Fr. Diakon Yohanes Sigit SCJ
Ketika
Yesus bertanya kepada teman-teman-Nya, Yakobus dan Yohanes, anak-anak Zebedeus,
"Dapatkah kamu minum cawan yang akan Kuminum?" Ia mengajukan
pertanyaan yang langsung menusuk ke inti keimanan dan kehidupan kita sebagai
murid-murid-Nya (Mrk 10: 35-45). Pada saat kita mengucapkan janji babtis, kita
mengungkapkan niat untuk setia kepada-Nya dengan sekuat tenaga dan pertanyaan
ini nampaknya tidak begitu sukar untuk dijawab. Dengan penuh keyakinan dan semangat
yang berkobar-kobar kita berani menjawab "ya" dengan rasa mantap.
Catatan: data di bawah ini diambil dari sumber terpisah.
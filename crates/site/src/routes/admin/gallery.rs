//! Gallery management screen.

use askama::Template;
use askama_web::WebTemplate;
use axum::{
    extract::{Multipart, Path, Query, State},
    response::{IntoResponse, Redirect},
};
use premium_food_core::{GalleryItem, GalleryItemId, Record};
use tower_sessions::Session;
use tracing::instrument;

use super::products::category_options;
use super::{
    AdminLayout, Verb, add_dialog_path, edit_dialog_path, format_date, read_form, respond,
};
use crate::actions::gallery::{
    GalleryForm, create_gallery_item, delete_gallery_item, update_gallery_item,
};
use crate::actions::{self, ActionContext, Entity};
use crate::error::Result;
use crate::middleware::RequireAdmin;
use crate::screens::{Dialog, ListState, ScreenQuery};
use crate::state::AppState;

/// Gallery row in the admin grid.
#[derive(Debug, Clone)]
pub struct GalleryRow {
    pub id: String,
    pub title: String,
    pub description: String,
    pub category: String,
    pub image_url: Option<String>,
    pub created: String,
}

impl From<&GalleryItem> for GalleryRow {
    fn from(item: &GalleryItem) -> Self {
        Self {
            id: item.id.to_string(),
            title: item.title.clone(),
            description: item.description.clone().unwrap_or_default(),
            category: item.category.clone().unwrap_or_default(),
            image_url: item.image_url().map(str::to_owned),
            created: format_date(item.created_at),
        }
    }
}

/// Add/edit dialog contents.
#[derive(Debug, Clone)]
pub struct GalleryFormView {
    pub heading: &'static str,
    pub action: String,
    pub submit_label: &'static str,
    pub title: String,
    pub description: String,
    pub category: String,
    pub image_url: String,
    pub image_required: bool,
}

impl GalleryFormView {
    fn blank() -> Self {
        Self {
            heading: "Add Gallery Item",
            action: GalleryItem::ADMIN_PATH.to_string(),
            submit_label: "Add Item",
            title: String::new(),
            description: String::new(),
            category: String::new(),
            image_url: String::new(),
            image_required: true,
        }
    }

    fn for_row(row: &GalleryRow) -> Self {
        Self {
            heading: "Edit Gallery Item",
            action: format!("{}/{}", GalleryItem::ADMIN_PATH, row.id),
            submit_label: "Save Changes",
            title: row.title.clone(),
            description: row.description.clone(),
            category: row.category.clone(),
            image_url: row.image_url.clone().unwrap_or_default(),
            image_required: false,
        }
    }

    /// Whether a category option starts selected.
    #[must_use]
    pub fn is_selected(&self, category: &str) -> bool {
        self.category.eq_ignore_ascii_case(category)
    }
}

/// Gallery management page template.
#[derive(Template, WebTemplate)]
#[template(path = "admin/gallery.html")]
pub struct GalleryAdminTemplate {
    pub layout: AdminLayout,
    pub list: ListState<GalleryRow>,
    pub form: Option<GalleryFormView>,
    pub confirm_delete: Option<GalleryRow>,
    pub categories: Vec<&'static str>,
}

/// Display the gallery grid with the dialog selected by the query string.
#[instrument(skip(admin, state, session))]
pub async fn index(
    State(state): State<AppState>,
    RequireAdmin(admin): RequireAdmin,
    session: Session,
    Query(query): Query<ScreenQuery>,
) -> impl IntoResponse {
    let ctx = ActionContext::new(&state, &admin);
    let rows = actions::list::<GalleryItem>(&ctx)
        .await
        .map(|items| items.iter().map(GalleryRow::from).collect::<Vec<_>>());
    let list = ListState::from_result(rows, "gallery items");

    let (form, confirm_delete) = match query.dialog(list.items(), |row| row.id.as_str()) {
        Dialog::Closed => (None, None),
        Dialog::Add => (Some(GalleryFormView::blank()), None),
        Dialog::Edit(row) => (Some(GalleryFormView::for_row(&row)), None),
        Dialog::ConfirmDelete(row) => (None, Some(row)),
    };

    GalleryAdminTemplate {
        layout: AdminLayout::load(&state, &admin, &session, GalleryItem::ADMIN_PATH).await,
        list,
        form,
        confirm_delete,
        categories: category_options(),
    }
}

/// Handle the add dialog.
#[instrument(skip(admin, state, session, multipart))]
pub async fn create(
    State(state): State<AppState>,
    RequireAdmin(admin): RequireAdmin,
    session: Session,
    multipart: Multipart,
) -> Result<Redirect> {
    let form = GalleryForm::from_multipart(read_form(multipart).await?);
    let ctx = ActionContext::new(&state, &admin);
    let result = create_gallery_item(&ctx, form).await;
    Ok(respond::<GalleryItem, _>(
        &session,
        Verb::Add,
        result,
        Some(add_dialog_path::<GalleryItem>()),
    )
    .await)
}

/// Handle the edit dialog.
#[instrument(skip(admin, state, session, multipart))]
pub async fn update(
    State(state): State<AppState>,
    RequireAdmin(admin): RequireAdmin,
    session: Session,
    Path(id): Path<GalleryItemId>,
    multipart: Multipart,
) -> Result<Redirect> {
    let form = GalleryForm::from_multipart(read_form(multipart).await?);
    let ctx = ActionContext::new(&state, &admin);
    let result = update_gallery_item(&ctx, id, form).await;
    Ok(respond::<GalleryItem, _>(
        &session,
        Verb::Update,
        result,
        Some(edit_dialog_path::<GalleryItem>(id)),
    )
    .await)
}

/// Handle the delete confirmation.
#[instrument(skip(admin, state, session))]
pub async fn delete(
    State(state): State<AppState>,
    RequireAdmin(admin): RequireAdmin,
    session: Session,
    Path(id): Path<GalleryItemId>,
) -> Redirect {
    let ctx = ActionContext::new(&state, &admin);
    let result = delete_gallery_item(&ctx, id).await;
    respond::<GalleryItem, _>(&session, Verb::Delete, result, None).await
}
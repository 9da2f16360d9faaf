//! HTTP route handlers.
//!
//! # Route Structure
//!
//! ```text
//! GET  /                                 - Home page
//! GET  /gallery?category=                - Gallery with category tabs
//!
//! # Auth
//! GET  /login                            - Login page
//! POST /login                            - Login action
//! POST /logout                           - Logout action
//!
//! # Admin (requires auth)
//! GET  /admin                            - Permanent redirect to /admin/products
//! GET  /admin/{entity}?dialog=&id=       - List screen with optional dialog
//! POST /admin/{entity}                   - Create
//! POST /admin/{entity}/{id}              - Update
//! POST /admin/{entity}/{id}/delete       - Delete
//! ```
//!
//! `{entity}` is one of `products`, `gallery`, `testimonials`.

pub mod admin;
pub mod auth;
pub mod gallery;
pub mod home;

use axum::{
    Router,
    routing::{get, post},
};

use crate::state::AppState;

/// Create all page routes for the site.
pub fn routes() -> Router<AppState> {
    Router::new()
        // Public pages
        .route("/", get(home::home))
        .route("/gallery", get(gallery::gallery))
        // Auth
        .route("/login", get(auth::login_page).post(auth::login))
        .route("/logout", post(auth::logout))
        // Back-office
        .merge(admin::routes())
}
Hari ini, pertanyaan yang sama
muncul kembali. Pertanyaan "Dapatkah saya, dapatkah kita, minum cawan yang
diminum Yesus?" menjadi tantangan spiritual bagi kita. Pertanyaan yang
dikemukakan oleh Yesus dalam Ekaristi hari ini dihadirkan kembali. Pertanyaan
ini mempunyai kekuatan membongkar hati yang mengeras dan membuka tabir peyangga
kehidupan rohani. "dapatkah kita memegang cawan kehidupan ini di dalam
tangan kita? Dapatkah kita mengangkatnya sehingga orang lain bias melihatnya,
dan dapatkah kita meminumnya sampai habis? Minum dari cawan itu lebih dari pada
sekadar meneguk apapun yang ada di dalamnya, sama halnya seperti memecahkan
roti, yang lebih dalam maknanya daripada sekadar menyobek roti. Minum cawan
kehidupan meliputi memegang, mengangkat dan minum.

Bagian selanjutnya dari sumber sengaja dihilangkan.